Люсьен говорила торопясь, но без волнения. Это в первую очередь отметила Анна. Она вспомнила, какой обворожительной была Люсьен на вокзале и, улыбаясь, сказала ей об этом.
— Я тоже полагаю, что пока все идет хорошо. От услуг переводчицы я отказалась, зачем, когда есть Серж?
Люсьен сообщила, что гостиница не блеск, но потерпеть можно, в ее апартаментах две комнаты, номер переводчика расположен этажом выше. Встречали ее — она с трудом выговорила фамилии — чиновники департамента экономики и инвестиций.
— Да, Анна, самое главное: встреча с губернатором сегодня отменяется. Нет-нет, не волнуйся, он по-прежнему, как мне сказали, готов и рад познакомиться с Анной Морель. Но сделает это завтра. А сегодня в городе какое-то большое мероприятие с его личным участием. Мне, кстати, предложили побывать на этой выставке. Не торопи, сейчас все расскажу, подожди, только прикурю сигарету.

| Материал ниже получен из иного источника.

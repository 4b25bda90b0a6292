//! The FIFO push queue and its drain loop.
//!
//! `enqueue` appends to the tail and, when no drain loop is running, spawns
//! one. The loop sends messages from the head one at a time: a transient
//! failure keeps the current message at the head (it is retried, after its
//! backoff, before anything enqueued later), a permanent failure or an
//! exhausted backoff drops it, and an empty queue ends the loop.
//!
//! # Single drain loop
//!
//! At most one drain loop runs at a time. The `draining` flag lives under
//! the same mutex as the queue: `enqueue` spawns a loop only on a
//! false-to-true transition, and the loop clears the flag in the same lock
//! acquisition that observes the queue empty. Two loops can therefore never
//! both own the head, even when enqueues race a loop that is backing off.
//!
//! # Completion semantics
//!
//! The receipt returned by `enqueue` resolves with the outcome of that
//! specific message, not with the queue reaching empty. Callers that do not
//! care may drop the receipt; delivery proceeds regardless.

use std::collections::VecDeque;
use std::sync::{Arc, Mutex, MutexGuard, PoisonError};

use tokio::sync::oneshot;
use tracing::{debug, warn};

use super::message::PushMessage;
use super::retry::{RetryConfig, RetryState};
use super::sender::PushSender;

/// The terminal fate of an enqueued message.
#[derive(Debug, Clone, Copy, PartialEq, Eq)]
pub enum DeliveryOutcome {
    /// The provider acknowledged the send.
    Delivered,

    /// The message was discarded: either its backoff exceeded the ceiling
    /// or the provider reported a permanent failure.
    Dropped,
}

/// Resolves with the [`DeliveryOutcome`] of one enqueued message.
///
/// Dropping the receipt detaches the caller from the outcome without
/// affecting delivery.
#[derive(Debug)]
pub struct DeliveryReceipt {
    rx: oneshot::Receiver<DeliveryOutcome>,
}

impl DeliveryReceipt {
    /// Waits for the message to be delivered or dropped.
    pub async fn outcome(self) -> DeliveryOutcome {
        // The sender half is only dropped without resolving if the drain
        // task panicked; report that as a drop.
        self.rx.await.unwrap_or(DeliveryOutcome::Dropped)
    }
}

/// A message waiting in the queue, with its own retry bookkeeping.
#[derive(Debug)]
struct QueuedPush {
    message: PushMessage,
    retry: RetryState,
    receipt_tx: oneshot::Sender<DeliveryOutcome>,
}

#[derive(Debug)]
struct QueueState {
    pending: VecDeque<QueuedPush>,
    draining: bool,
}

#[derive(Debug)]
struct Inner<S> {
    sender: S,
    config: RetryConfig,
    state: Mutex<QueueState>,
}

/// FIFO queue delivering push messages through a [`PushSender`], with
/// per-message exponential backoff on transient failures.
///
/// Cheap to clone; clones share the same queue and drain loop.
#[derive(Debug)]
pub struct PushQueue<S> {
    inner: Arc<Inner<S>>,
}

impl<S> Clone for PushQueue<S> {
    fn clone(&self) -> Self {
        PushQueue {
            inner: Arc::clone(&self.inner),
        }
    }
}

impl<S> PushQueue<S>
where
    S: PushSender + Send + Sync + 'static,
{
    /// Creates a queue with the default backoff configuration.
    pub fn new(sender: S) -> Self {
        Self::with_config(sender, RetryConfig::DEFAULT)
    }

    /// Creates a queue with a custom backoff configuration.
    pub fn with_config(sender: S, config: RetryConfig) -> Self {
        PushQueue {
            inner: Arc::new(Inner {
                sender,
                config,
                state: Mutex::new(QueueState {
                    pending: VecDeque::new(),
                    draining: false,
                }),
            }),
        }
    }

    /// Appends a message to the tail of the queue.
    ///
    /// Spawns the drain loop if none is running, so enqueuing onto an idle
    /// queue starts delivery immediately. Must be called from within a
    /// tokio runtime.
    pub fn enqueue(&self, message: PushMessage) -> DeliveryReceipt {
        let (receipt_tx, rx) = oneshot::channel();

        let start_drain = {
            let mut state = lock(&self.inner.state);
            state.pending.push_back(QueuedPush {
                message,
                retry: RetryState::new(&self.inner.config),
                receipt_tx,
            });
            // Only the false-to-true transition spawns; an active loop
            // (even one parked in backoff) will pick the message up.
            if state.draining {
                false
            } else {
                state.draining = true;
                true
            }
        };

        if start_drain {
            let inner = Arc::clone(&self.inner);
            tokio::spawn(drain(inner));
        }

        DeliveryReceipt { rx }
    }

    /// Number of messages waiting in the queue. Does not count a message
    /// currently owned by the drain loop.
    pub fn len(&self) -> usize {
        lock(&self.inner.state).pending.len()
    }

    /// Returns true if no messages are waiting.
    pub fn is_empty(&self) -> bool {
        self.len() == 0
    }
}

/// The single active drain loop: owns the queue head until the queue is
/// observed empty.
async fn drain<S: PushSender>(inner: Arc<Inner<S>>) {
    debug!("push drain loop started");

    loop {
        let next = {
            let mut state = lock(&inner.state);
            let item = state.pending.pop_front();
            if item.is_none() {
                // Clearing the flag under the same lock that observed the
                // empty queue is what keeps a racing enqueue from either
                // stranding its message or spawning a second loop.
                state.draining = false;
            }
            item
        };
        let Some(item) = next else { break };

        deliver(&inner, item).await;
    }

    debug!("push drain loop idle");
}

/// Sends one message until it is delivered or dropped.
async fn deliver<S: PushSender>(inner: &Arc<Inner<S>>, mut item: QueuedPush) {
    loop {
        let result = inner.sender.send(&item.message).await;
        match result {
            Ok(()) => {
                let _ = item.receipt_tx.send(DeliveryOutcome::Delivered);
                return;
            }
            Err(err) if !err.kind.is_retriable() => {
                warn!(
                    recipient = %item.message.recipient,
                    attempts = item.retry.attempts() + 1,
                    error = %err,
                    "dropping push after permanent send failure"
                );
                let _ = item.receipt_tx.send(DeliveryOutcome::Dropped);
                return;
            }
            Err(err) => match item.retry.record_failure(&inner.config) {
                Some(delay) => {
                    warn!(
                        recipient = %item.message.recipient,
                        attempt = item.retry.attempts(),
                        delay_ms = delay.as_millis() as u64,
                        error = %err,
                        "push send failed, retrying after backoff"
                    );
                    tokio::time::sleep(delay).await;
                }
                None => {
                    warn!(
                        recipient = %item.message.recipient,
                        attempts = item.retry.attempts(),
                        error = %err,
                        "dropping push after exhausting retries"
                    );
                    let _ = item.receipt_tx.send(DeliveryOutcome::Dropped);
                    return;
                }
            },
        }
    }
}

fn lock(state: &Mutex<QueueState>) -> MutexGuard<'_, QueueState> {
    // Queue state cannot be left torn: every mutation under this lock is a
    // single push, pop, or flag flip.
    state.lock().unwrap_or_else(PoisonError::into_inner)
}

Слышно было, как Люсьен щелкнула зажигалкой.
— Алле, я здесь! Значит, так, выставка будет в Доме художников. Откроет ее сам губернатор в 15 часов. Как я поняла, выставляться будут работы местного фотомастера, он недавно трагически погиб. Серж сказал мне, что это очень известный фотохудожник. И не только в России. Кстати, он был близок к губернатору. Поэтому сегодняшнюю мою программу изменили. Подожди секунду, я возьму блокнот. Так вот, сейчас завтрак; в одиннадцать мне предлагают поехать на предприятие, с которым ты собираешься делать бизнес, потом обед с будущими партнерами, потом вот эта выставка, затем поездка по городу и знакомство с каким-то святым местом. Все завершится ужином за городом. Ну, что скажешь, как тебе такая программа? Подожди, Анна, наверное, это уже Серж стучит в номер.
Анна, прижав трубку к плечу, потянулась за сигаретой. Слышно было, как громко засмеялась Люсьен, значит, действительно пришел ее переводчик Серж.
Что за выставка сегодня? Надо на ней побывать самой. Чтобы избежать встречи с губернатором и, возможно, с Ращинским, она пойдет туда позже: первые лица, как правило, недолго задерживаются на таких мероприятиях.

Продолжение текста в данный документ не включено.